Esa noche no hubo celebración. Le dimos al ratoncillo un funeral a lo vikingo, quemando su cuerpo para que no fuera alimento de los gatos del vecindario, y lo enterramos con honores militares.
Las semanas siguientes fueron tranquilas. Había aprendido a no dejar comida en el mueble de la cocina aunque los meses de inactividad enemiga hicieron que me confiara y pronto volví al viejo hábito. Fui al supermercado y compré dos bolsas de pan que coloqué despreocupado en la misma balda mientras me relamía pensando en los sandwiches de Gnutella y mantequilla de cacahuete que me iba a meter entre pecho y espalda. Negro fue el amanecer siguiente. Ambas bolsas habían sido mordisqueadas con saña.
Los días siguientes la batalla fue cruenta. El suelo de la vivienda era un mar de trampas para ratones. Hubo un par de víctimas de fuego amigo. Mi compañero de piso pisó dos de ellas colocadas estratégicamente en el camino que, había observado, seguía el ratón o ratones, pues en el plazo de una semana dos de ellos cayeron en acción. Por fortuna para él, su vida no corrió peligro, pero a partir de entonces se negó a fregar los platos si no le avisaba antes de si había colocado alguna trampa. Intenté hacerle comprender que el factor sorpresa era vital pero fue inútil. Tuve que fregar los platos yo.

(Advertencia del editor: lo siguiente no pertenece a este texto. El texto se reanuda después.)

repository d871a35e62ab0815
//! PostgreSQL JSONB backend.
//!
//! Matching uses JSONB containment (`doc @> $filter`). Filters only carry
//! scalar values, so containment is exact equality per field and inherits
//! JSONB's numeric comparison.

use async_trait::async_trait;
use sqlx::types::Json;
use sqlx::PgPool;
use showtime_core::types::{DbId, Document};

use super::{strip_storage_key, with_storage_key, DocumentStore, InsertOutcome, StoreError};
use crate::collection::Collection;

/// [`DocumentStore`] backed by one JSONB table per collection.
#[derive(Debug, Clone)]
pub struct PgDocumentStore {
    pool: PgPool,
}

impl PgDocumentStore {
    pub fn new(pool: PgPool) -> Self {
        Self { pool }
    }

    pub fn pool(&self) -> &PgPool {
        &self.pool
    }
}

#[async_trait]
impl DocumentStore for PgDocumentStore {
    async fn find(
        &self,
        collection: Collection,
        filter: &Document,
    ) -> Result<Vec<Document>, StoreError> {
        let query = format!(
            "SELECT id, doc FROM {} WHERE doc @> $1 ORDER BY id",
            collection.table_name()
        );
        let rows = sqlx::query_as::<_, (DbId, Json<Document>)>(&query)
            .bind(Json(filter))
            .fetch_all(&self.pool)
            .await?;

        Ok(rows
            .into_iter()
            .map(|(id, Json(doc))| with_storage_key(doc, id))
            .collect())
    }

    async fn find_one(
        &self,
        collection: Collection,
        filter: &Document,
    ) -> Result<Option<Document>, StoreError> {
        let query = format!(
            "SELECT id, doc FROM {} WHERE doc @> $1 ORDER BY id LIMIT 1",
            collection.table_name()
        );
        let row = sqlx::query_as::<_, (DbId, Json<Document>)>(&query)
            .bind(Json(filter))
            .fetch_optional(&self.pool)
            .await?;

        Ok(row.map(|(id, Json(doc))| with_storage_key(doc, id)))
    }

    async fn insert_one(
        &self,
        collection: Collection,
        doc: Document,
    ) -> Result<InsertOutcome, StoreError> {
        let query = format!(
            "INSERT INTO {} (doc) VALUES ($1) RETURNING id",
            collection.table_name()
        );
        let id: DbId = sqlx::query_scalar(&query)
            .bind(Json(strip_storage_key(doc)))
            .fetch_one(&self.pool)
            .await?;

        Ok(InsertOutcome {
            acknowledged: true,
            inserted_ids: vec![id],
        })
    }

    async fn insert_many(
        &self,
        collection: Collection,
        docs: Vec<Document>,
    ) -> Result<InsertOutcome, StoreError> {
        let query = format!(
            "INSERT INTO {} (doc) VALUES ($1) RETURNING id",
            collection.table_name()
        );
        let expected = docs.len();
        let mut inserted_ids = Vec::with_capacity(expected);

        let mut tx = self.pool.begin().await?;
        for doc in docs {
            let id: DbId = sqlx::query_scalar(&query)
                .bind(Json(strip_storage_key(doc)))
                .fetch_one(&mut *tx)
                .await?;
            inserted_ids.push(id);
        }
        tx.commit().await?;

        Ok(InsertOutcome {
            acknowledged: inserted_ids.len() == expected,
            inserted_ids,
        })
    }

    async fn update_one(
        &self,
        collection: Collection,
        filter: &Document,
        patch: &Document,
    ) -> Result<u64, StoreError> {
        let table = collection.table_name();
        let query = format!(
            "UPDATE {table} SET doc = doc || $2
             WHERE id = (SELECT id FROM {table} WHERE doc @> $1 ORDER BY id LIMIT 1)
               AND doc IS DISTINCT FROM doc || $2"
        );
        let result = sqlx::query(&query)
            .bind(Json(filter))
            .bind(Json(strip_storage_key(patch.clone())))
            .execute(&self.pool)
            .await?;
        Ok(result.rows_affected())
    }

    async fn delete_one(
        &self,
        collection: Collection,
        filter: &Document,
    ) -> Result<u64, StoreError> {
        let table = collection.table_name();
        let query = format!(
            "DELETE FROM {table}
             WHERE id = (SELECT id FROM {table} WHERE doc @> $1 ORDER BY id LIMIT 1)"
        );
        let result = sqlx::query(&query)
            .bind(Json(filter))
            .execute(&self.pool)
            .await?;
        Ok(result.rows_affected())
    }

    async fn ping(&self) -> Result<(), StoreError> {
        crate::health_check(&self.pool).await?;
        Ok(())
    }
}
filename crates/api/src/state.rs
use std::sync::Arc;

use showtime_db::DocumentStore;
use showtime_events::NotificationSender;

use crate::config::ServerConfig;

/// Shared application state available to all Axum handlers via `State<AppState>`.
///
/// Created once in `main` and cloned per request; every field is behind an `Arc`.
#[derive(Clone)]
pub struct AppState {
    /// Document store shared by every handler.
    pub store: Arc<dyn DocumentStore>,
    /// Server configuration (token signing secret, limits).
    pub config: Arc<ServerConfig>,
    /// Outbound email for payment confirmations.
    pub mailer: Arc<dyn NotificationSender>,
}
//! Repository for the `users` collection.

use serde_json::Value;
use showtime_core::types::Document;

use crate::collection::Collection;
use crate::models::user::{NewUser, User};
use crate::store::{DocumentStore, InsertOutcome, StoreError};

/// Provides account lookup and creation.
pub struct UserRepo;

impl UserRepo {
    /// Find an account by username (case-sensitive).
    pub async fn find_by_username(
        store: &dyn DocumentStore,
        username: &str,
    ) -> Result<Option<User>, StoreError> {
        let mut filter = Document::new();
        filter.insert("username".to_string(), Value::from(username));

        match store.find_one(Collection::Users, &filter).await? {
            Some(doc) => Ok(Some(serde_json::from_value(Value::Object(doc))?)),
            None => Ok(None),
        }
    }

    /// Insert a new account. Uniqueness is the caller's responsibility.
    pub async fn create(
        store: &dyn DocumentStore,
        input: &NewUser,
    ) -> Result<InsertOutcome, StoreError> {
        store.insert_one(Collection::Users, input.to_document()).await
    }
}
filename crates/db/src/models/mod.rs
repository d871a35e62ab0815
pub mod user;
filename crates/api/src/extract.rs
//! Request extractors whose rejections use the [`AppError`] body shape.
//!
//! Axum's stock `Json` and `Query` reject with plain-text bodies; these
//! wrappers turn malformed input into `400 { "msg", "code" }` instead.

use axum::extract::{FromRequest, FromRequestParts};

use crate::error::AppError;

/// `axum::Json` with JSON error bodies.
#[derive(Debug, FromRequest)]
#[from_request(via(axum::Json), rejection(AppError))]
pub struct AppJson<T>(pub T);

/// `axum::extract::Query` with JSON error bodies.
#[derive(Debug, FromRequestParts)]
#[from_request(via(axum::extract::Query), rejection(AppError))]
pub struct AppQuery<T>(pub T);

Llegó entonces el momento en que partiría a Nueva York. Necesitaba que alguien vigilara la casa así que pedí ayuda a los gatos del vecindario que ya por aquel entonces rondaban la casa con frecuencia. A partir de ese día se dedicarían a defender el perímetro del edificio. Ningún ratón podría entrar o salir de allí. Y ninguno lo hizo, salvo por Ratán, el ratón más hijo de perra de la historia del mundo animal.
Si los demás ratones se escondían de nosotros y apenas podíamos conocer de su existencia por los destrozos que hacían en la comida y por sus fugaces carreras, este se pavoneaba delante nuestra haciendo ostentación de su poder. Probamos con todo tipo de quesos. El esfuerzo era estéril. Ratán devoraba el queso y dejaba las trampas sin accionar. Pasaba las tardes comprobando los mecanismos una y otra vez, incluso el vuelo de una mosca las hacía saltar. ¿Como se las apañaba para librarse de la muerte? Llegamos a pensar que Ratán tenía manos o sabía usar herramientas pero lo descartamos porque entonces se hubiera dedicado a saquearnos la nevera y no era el caso.

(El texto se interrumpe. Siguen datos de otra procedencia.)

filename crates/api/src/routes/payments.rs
use axum::routing::post;
use axum::Router;

use crate::handlers::payments;
use crate::state::AppState;

pub fn router() -> Router<AppState> {
    Router::new().route("/confirm-payment", post(payments::confirm_payment))
}
//! Repository for the `theatre_seats` collection.

use serde_json::{Number, Value};
use showtime_core::types::Document;

use super::id_filter;
use crate::collection::Collection;
use crate::store::{DocumentStore, InsertOutcome, StoreError};

/// Provides list, bulk create and update for theatre seats.
pub struct TheatreRepo;

impl TheatreRepo {
    /// List seats matching an exact-match filter.
    pub async fn list(
        store: &dyn DocumentStore,
        filter: &Document,
    ) -> Result<Vec<Document>, StoreError> {
        store.find(Collection::TheatreSeats, filter).await
    }

    /// Insert a batch of seats atomically.
    pub async fn create_many(
        store: &dyn DocumentStore,
        seats: Vec<Document>,
    ) -> Result<InsertOutcome, StoreError> {
        store.insert_many(Collection::TheatreSeats, seats).await
    }

    /// Merge `patch` into the seat whose numeric `id` equals `id`.
    ///
    /// Returns `true` only if a seat was actually changed.
    pub async fn update_by_id(
        store: &dyn DocumentStore,
        id: Number,
        patch: &Document,
    ) -> Result<bool, StoreError> {
        let modified = store
            .update_one(Collection::TheatreSeats, &id_filter(Value::Number(id)), patch)
            .await?;
        Ok(modified > 0)
    }
}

A mediados de Enero se produjo una escalada bélica sin precedentes. Muchos dirán que provoqué el ataque dejando una tableta de turrón de chocolate en el mueble, pero no es así, simplemente quería hacer uso de lo que me pertenecía por derecho. El caso es que Ratán mordió dos bolsas de plástico y la envoltura de papel antes de darse un festín con 12 onzas de turrón de Suchard. Aquello había ido demasiado lejos.
Alguien nos comentó que la mantequilla de cacahuete les volvía locos así que untamos las últimas remesas de trampas que nos quedaban y cruzamos los dedos. Cuando al día siguiente todas aparecieron lamidas y limpias como una patena. La furia se apoderó de mi. Yo era partidario de continuar la lucha, quemando el mueble de la cocina si hacía falta, pero mi compañero inició las conversaciones de paz por su cuenta.

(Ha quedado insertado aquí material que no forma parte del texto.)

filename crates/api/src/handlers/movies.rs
//! Handlers for the movie catalogue (`/`, `/add-movie`, `/movies/{id}`).

use std::collections::HashMap;

use axum::extract::{Path, State};
use axum::Json;
use serde_json::Value;
use showtime_core::error::CoreError;
use showtime_core::filter::filter_from_query;
use showtime_core::types::Document;
use showtime_db::repositories::MovieRepo;

use super::{require_object, require_patch};
use crate::error::{AppError, AppResult};
use crate::extract::{AppJson, AppQuery};
use crate::response::MessageResponse;
use crate::state::AppState;

const MOVIE_ADDED: &str = "movie added sucessfully!!";
const MOVIE_NOT_ADDED: &str = "movie not added";
const MOVIE_UPDATED: &str = "movie updated sucessfully!!";
const MOVIE_DELETED: &str = "movie deleted sucessfully!!";
const MOVIE_NOT_FOUND: &str = "movie not found";

/// GET /
///
/// List movies matching the query string as an exact-match filter.
/// `rating` is compared numerically; a non-numeric rating matches nothing.
pub async fn list_movies(
    State(state): State<AppState>,
    AppQuery(params): AppQuery<HashMap<String, String>>,
) -> AppResult<Json<Vec<Document>>> {
    let Some(filter) = filter_from_query(&params) else {
        return Ok(Json(Vec::new()));
    };

    let movies = MovieRepo::list(state.store.as_ref(), &filter).await?;
    Ok(Json(movies))
}

/// POST /add-movie
///
/// Store the body as a new movie document.
pub async fn add_movie(
    State(state): State<AppState>,
    AppJson(body): AppJson<Value>,
) -> AppResult<Json<MessageResponse>> {
    let movie = require_object(body, "movie")?;

    let outcome = MovieRepo::create(state.store.as_ref(), movie)
        .await
        .map_err(|e| {
            tracing::error!(error = %e, "Movie insert failed");
            AppError::NotAcknowledged(MOVIE_NOT_ADDED)
        })?;

    if !outcome.acknowledged {
        return Err(AppError::NotAcknowledged(MOVIE_NOT_ADDED));
    }

    tracing::info!(inserted_ids = ?outcome.inserted_ids, "Movie added");
    Ok(Json(MessageResponse::new(MOVIE_ADDED)))
}

/// PUT /movies/{id}
///
/// Merge the body into the movie whose `id` field equals the path segment.
pub async fn update_movie(
    State(state): State<AppState>,
    Path(id): Path<String>,
    AppJson(body): AppJson<Value>,
) -> AppResult<Json<MessageResponse>> {
    let patch = require_patch(body, "movie")?;

    if !MovieRepo::update_by_id(state.store.as_ref(), &id, &patch).await? {
        return Err(CoreError::NotFound(MOVIE_NOT_FOUND.into()).into());
    }

    tracing::info!(movie_id = %id, fields = patch.len(), "Movie updated");
    Ok(Json(MessageResponse::new(MOVIE_UPDATED)))
}

/// DELETE /movies/{id}
///
/// Remove the movie whose `id` field equals the path segment.
pub async fn delete_movie(
    State(state): State<AppState>,
    Path(id): Path<String>,
) -> AppResult<Json<MessageResponse>> {
    if !MovieRepo::delete_by_id(state.store.as_ref(), &id).await? {
        return Err(CoreError::NotFound(MOVIE_NOT_FOUND.into()).into());
    }

    tracing::info!(movie_id = %id, "Movie deleted");
    Ok(Json(MessageResponse::new(MOVIE_DELETED)))
}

Al final, con cuatro victimas enemigas, un desaparecido en combate, dos dedos doloridos y tres bolsas de pan mordisqueadas, firmamos un armisticio por el cual le cedía a Ratán el mueble de la cocina aunque me reservaba el derecho de no alimentarle con mis víveres. Se tendría que buscar la vida. Así pues, por las mañanas mientras desayunaba salia a saludarme, se paseaba ante mi orgulloso de su victoria, pero yo no me quedaba de brazos cruzados y me relamía ante él mientras le hincaba el diente a un bocata de mantequilla de cacahuete y mantequilla de azucar. Esa guerra silenciosa duró apenas unos días pues al poco nos mudamos a otro piso libre de animales.
Aunque la victoria militar me fue negada, logré sacar una valiosa lección de aquel conflicto: jamás mantendría la guardia baja, porque la guerra... la guerra nunca termina.
* Ilustrando el post se pueden ver diversas recreaciones de las trampas usadas en la contienda.